# STORED DATA
[Start of section]
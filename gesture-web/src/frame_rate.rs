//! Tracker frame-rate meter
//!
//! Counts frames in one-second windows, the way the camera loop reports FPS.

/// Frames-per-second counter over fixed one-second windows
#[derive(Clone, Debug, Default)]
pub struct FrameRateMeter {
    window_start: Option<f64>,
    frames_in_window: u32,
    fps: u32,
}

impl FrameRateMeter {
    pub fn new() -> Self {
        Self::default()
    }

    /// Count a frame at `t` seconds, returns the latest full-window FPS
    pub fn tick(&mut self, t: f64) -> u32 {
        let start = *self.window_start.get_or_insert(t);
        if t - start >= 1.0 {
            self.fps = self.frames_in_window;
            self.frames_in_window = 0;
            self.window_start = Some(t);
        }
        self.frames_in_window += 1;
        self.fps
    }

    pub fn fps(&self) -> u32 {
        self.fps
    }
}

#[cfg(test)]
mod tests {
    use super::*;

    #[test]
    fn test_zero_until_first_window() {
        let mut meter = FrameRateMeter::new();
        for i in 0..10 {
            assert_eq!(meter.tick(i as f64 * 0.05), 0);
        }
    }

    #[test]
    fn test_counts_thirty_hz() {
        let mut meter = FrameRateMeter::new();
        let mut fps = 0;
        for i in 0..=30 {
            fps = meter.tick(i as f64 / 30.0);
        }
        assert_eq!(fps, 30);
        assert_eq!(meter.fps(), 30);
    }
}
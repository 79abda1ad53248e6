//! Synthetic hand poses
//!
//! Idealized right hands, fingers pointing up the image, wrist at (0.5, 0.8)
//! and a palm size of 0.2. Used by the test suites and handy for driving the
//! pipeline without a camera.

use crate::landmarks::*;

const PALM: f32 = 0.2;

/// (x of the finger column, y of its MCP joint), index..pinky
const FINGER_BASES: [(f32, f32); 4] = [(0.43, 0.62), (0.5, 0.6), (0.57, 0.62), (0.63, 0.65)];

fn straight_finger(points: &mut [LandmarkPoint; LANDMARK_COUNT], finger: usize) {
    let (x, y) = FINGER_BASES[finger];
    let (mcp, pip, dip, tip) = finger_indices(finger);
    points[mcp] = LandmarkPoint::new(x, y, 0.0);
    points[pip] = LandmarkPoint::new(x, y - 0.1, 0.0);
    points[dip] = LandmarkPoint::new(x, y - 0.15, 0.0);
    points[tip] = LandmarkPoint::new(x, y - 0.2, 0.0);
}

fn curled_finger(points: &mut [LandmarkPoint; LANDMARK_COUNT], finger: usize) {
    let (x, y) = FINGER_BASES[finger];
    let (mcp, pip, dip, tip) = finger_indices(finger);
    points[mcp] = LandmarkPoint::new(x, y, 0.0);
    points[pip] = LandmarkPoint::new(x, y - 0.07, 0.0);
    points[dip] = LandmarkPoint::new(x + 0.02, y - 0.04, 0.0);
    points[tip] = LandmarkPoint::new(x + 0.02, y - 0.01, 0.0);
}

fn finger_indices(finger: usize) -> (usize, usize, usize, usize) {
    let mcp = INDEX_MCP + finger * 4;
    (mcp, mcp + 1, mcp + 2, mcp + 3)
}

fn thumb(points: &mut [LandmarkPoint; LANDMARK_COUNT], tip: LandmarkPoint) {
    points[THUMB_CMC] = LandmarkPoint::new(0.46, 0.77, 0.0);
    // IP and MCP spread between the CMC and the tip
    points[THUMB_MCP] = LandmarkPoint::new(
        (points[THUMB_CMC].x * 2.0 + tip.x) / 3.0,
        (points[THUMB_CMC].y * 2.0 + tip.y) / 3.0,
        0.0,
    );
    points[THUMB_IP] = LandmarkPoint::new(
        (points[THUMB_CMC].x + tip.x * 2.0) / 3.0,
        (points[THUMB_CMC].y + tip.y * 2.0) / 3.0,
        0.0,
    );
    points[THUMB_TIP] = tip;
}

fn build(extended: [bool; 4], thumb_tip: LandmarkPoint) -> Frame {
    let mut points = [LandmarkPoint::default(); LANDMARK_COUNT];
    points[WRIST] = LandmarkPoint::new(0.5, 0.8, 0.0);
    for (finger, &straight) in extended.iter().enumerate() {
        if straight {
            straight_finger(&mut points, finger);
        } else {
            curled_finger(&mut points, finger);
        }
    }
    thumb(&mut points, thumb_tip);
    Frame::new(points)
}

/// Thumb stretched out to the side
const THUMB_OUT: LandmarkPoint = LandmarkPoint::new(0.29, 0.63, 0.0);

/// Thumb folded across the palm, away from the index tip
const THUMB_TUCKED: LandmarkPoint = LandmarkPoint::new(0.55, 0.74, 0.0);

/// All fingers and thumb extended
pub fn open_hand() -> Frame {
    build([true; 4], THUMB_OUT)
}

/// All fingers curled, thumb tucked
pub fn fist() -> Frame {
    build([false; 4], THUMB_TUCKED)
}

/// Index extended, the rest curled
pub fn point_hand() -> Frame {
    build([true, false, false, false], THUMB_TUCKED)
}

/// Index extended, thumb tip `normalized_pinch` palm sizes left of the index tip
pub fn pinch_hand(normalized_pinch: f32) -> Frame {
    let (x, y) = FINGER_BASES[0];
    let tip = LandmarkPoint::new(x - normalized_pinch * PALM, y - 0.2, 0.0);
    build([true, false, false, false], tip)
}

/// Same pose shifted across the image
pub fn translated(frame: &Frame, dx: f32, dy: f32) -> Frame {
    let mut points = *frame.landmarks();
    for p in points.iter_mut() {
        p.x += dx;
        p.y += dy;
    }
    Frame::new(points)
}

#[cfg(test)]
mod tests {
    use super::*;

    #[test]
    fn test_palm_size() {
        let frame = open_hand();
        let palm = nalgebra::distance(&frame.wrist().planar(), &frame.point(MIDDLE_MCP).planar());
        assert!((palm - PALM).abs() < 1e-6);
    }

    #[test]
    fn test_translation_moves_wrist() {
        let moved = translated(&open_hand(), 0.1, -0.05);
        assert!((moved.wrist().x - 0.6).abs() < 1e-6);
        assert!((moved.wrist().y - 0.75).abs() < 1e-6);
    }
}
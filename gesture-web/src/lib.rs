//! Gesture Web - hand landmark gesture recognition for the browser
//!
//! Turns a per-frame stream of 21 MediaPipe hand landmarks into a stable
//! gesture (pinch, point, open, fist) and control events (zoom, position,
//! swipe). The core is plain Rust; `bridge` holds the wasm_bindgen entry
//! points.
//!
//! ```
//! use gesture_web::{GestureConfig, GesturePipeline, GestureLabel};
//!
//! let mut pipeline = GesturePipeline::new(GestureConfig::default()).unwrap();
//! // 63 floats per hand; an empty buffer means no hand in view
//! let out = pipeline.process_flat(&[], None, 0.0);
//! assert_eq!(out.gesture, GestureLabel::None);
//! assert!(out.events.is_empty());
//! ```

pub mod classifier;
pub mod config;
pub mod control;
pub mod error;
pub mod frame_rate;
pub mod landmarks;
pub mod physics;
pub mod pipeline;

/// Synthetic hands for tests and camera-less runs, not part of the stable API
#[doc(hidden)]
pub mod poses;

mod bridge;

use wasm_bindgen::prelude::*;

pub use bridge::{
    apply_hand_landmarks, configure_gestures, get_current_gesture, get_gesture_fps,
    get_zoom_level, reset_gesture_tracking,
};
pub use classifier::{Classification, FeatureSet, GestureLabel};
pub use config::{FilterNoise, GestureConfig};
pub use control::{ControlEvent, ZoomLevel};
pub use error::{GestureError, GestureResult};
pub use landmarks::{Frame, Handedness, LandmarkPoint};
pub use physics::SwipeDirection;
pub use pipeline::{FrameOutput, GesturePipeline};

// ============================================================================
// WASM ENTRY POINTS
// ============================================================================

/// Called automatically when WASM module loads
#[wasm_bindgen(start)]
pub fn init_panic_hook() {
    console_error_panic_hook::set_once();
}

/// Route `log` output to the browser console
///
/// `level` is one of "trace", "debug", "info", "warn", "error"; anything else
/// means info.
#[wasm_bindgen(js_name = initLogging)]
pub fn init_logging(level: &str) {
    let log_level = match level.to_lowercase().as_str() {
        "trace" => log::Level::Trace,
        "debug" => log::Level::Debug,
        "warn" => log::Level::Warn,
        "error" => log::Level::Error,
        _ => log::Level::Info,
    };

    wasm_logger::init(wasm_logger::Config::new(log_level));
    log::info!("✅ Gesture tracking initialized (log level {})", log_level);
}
[End of section]
Beginning at the line above with "assert_eq!(meter.tick(i as f64" and finishing at the line with "points[dip] = LandmarkPoint::new(x +", return each line exactly and return nothing else.

            assert_eq!(meter.tick(i as f64 * 0.05), 0);
        }
    }

    #[test]
    fn test_counts_thirty_hz() {
        let mut meter = FrameRateMeter::new();
        let mut fps = 0;
        for i in 0..=30 {
            fps = meter.tick(i as f64 / 30.0);
        }
        assert_eq!(fps, 30);
        assert_eq!(meter.fps(), 30);
    }
}
repository 79abda1ad53248e6
//! Synthetic hand poses
//!
//! Idealized right hands, fingers pointing up the image, wrist at (0.5, 0.8)
//! and a palm size of 0.2. Used by the test suites and handy for driving the
//! pipeline without a camera.

use crate::landmarks::*;

const PALM: f32 = 0.2;

/// (x of the finger column, y of its MCP joint), index..pinky
const FINGER_BASES: [(f32, f32); 4] = [(0.43, 0.62), (0.5, 0.6), (0.57, 0.62), (0.63, 0.65)];

fn straight_finger(points: &mut [LandmarkPoint; LANDMARK_COUNT], finger: usize) {
    let (x, y) = FINGER_BASES[finger];
    let (mcp, pip, dip, tip) = finger_indices(finger);
    points[mcp] = LandmarkPoint::new(x, y, 0.0);
    points[pip] = LandmarkPoint::new(x, y - 0.1, 0.0);
    points[dip] = LandmarkPoint::new(x, y - 0.15, 0.0);
    points[tip] = LandmarkPoint::new(x, y - 0.2, 0.0);
}

fn curled_finger(points: &mut [LandmarkPoint; LANDMARK_COUNT], finger: usize) {
    let (x, y) = FINGER_BASES[finger];
    let (mcp, pip, dip, tip) = finger_indices(finger);
    points[mcp] = LandmarkPoint::new(x, y, 0.0);
    points[pip] = LandmarkPoint::new(x, y - 0.07, 0.0);
    points[dip] = LandmarkPoint::new(x + 0.02, y - 0.04, 0.0);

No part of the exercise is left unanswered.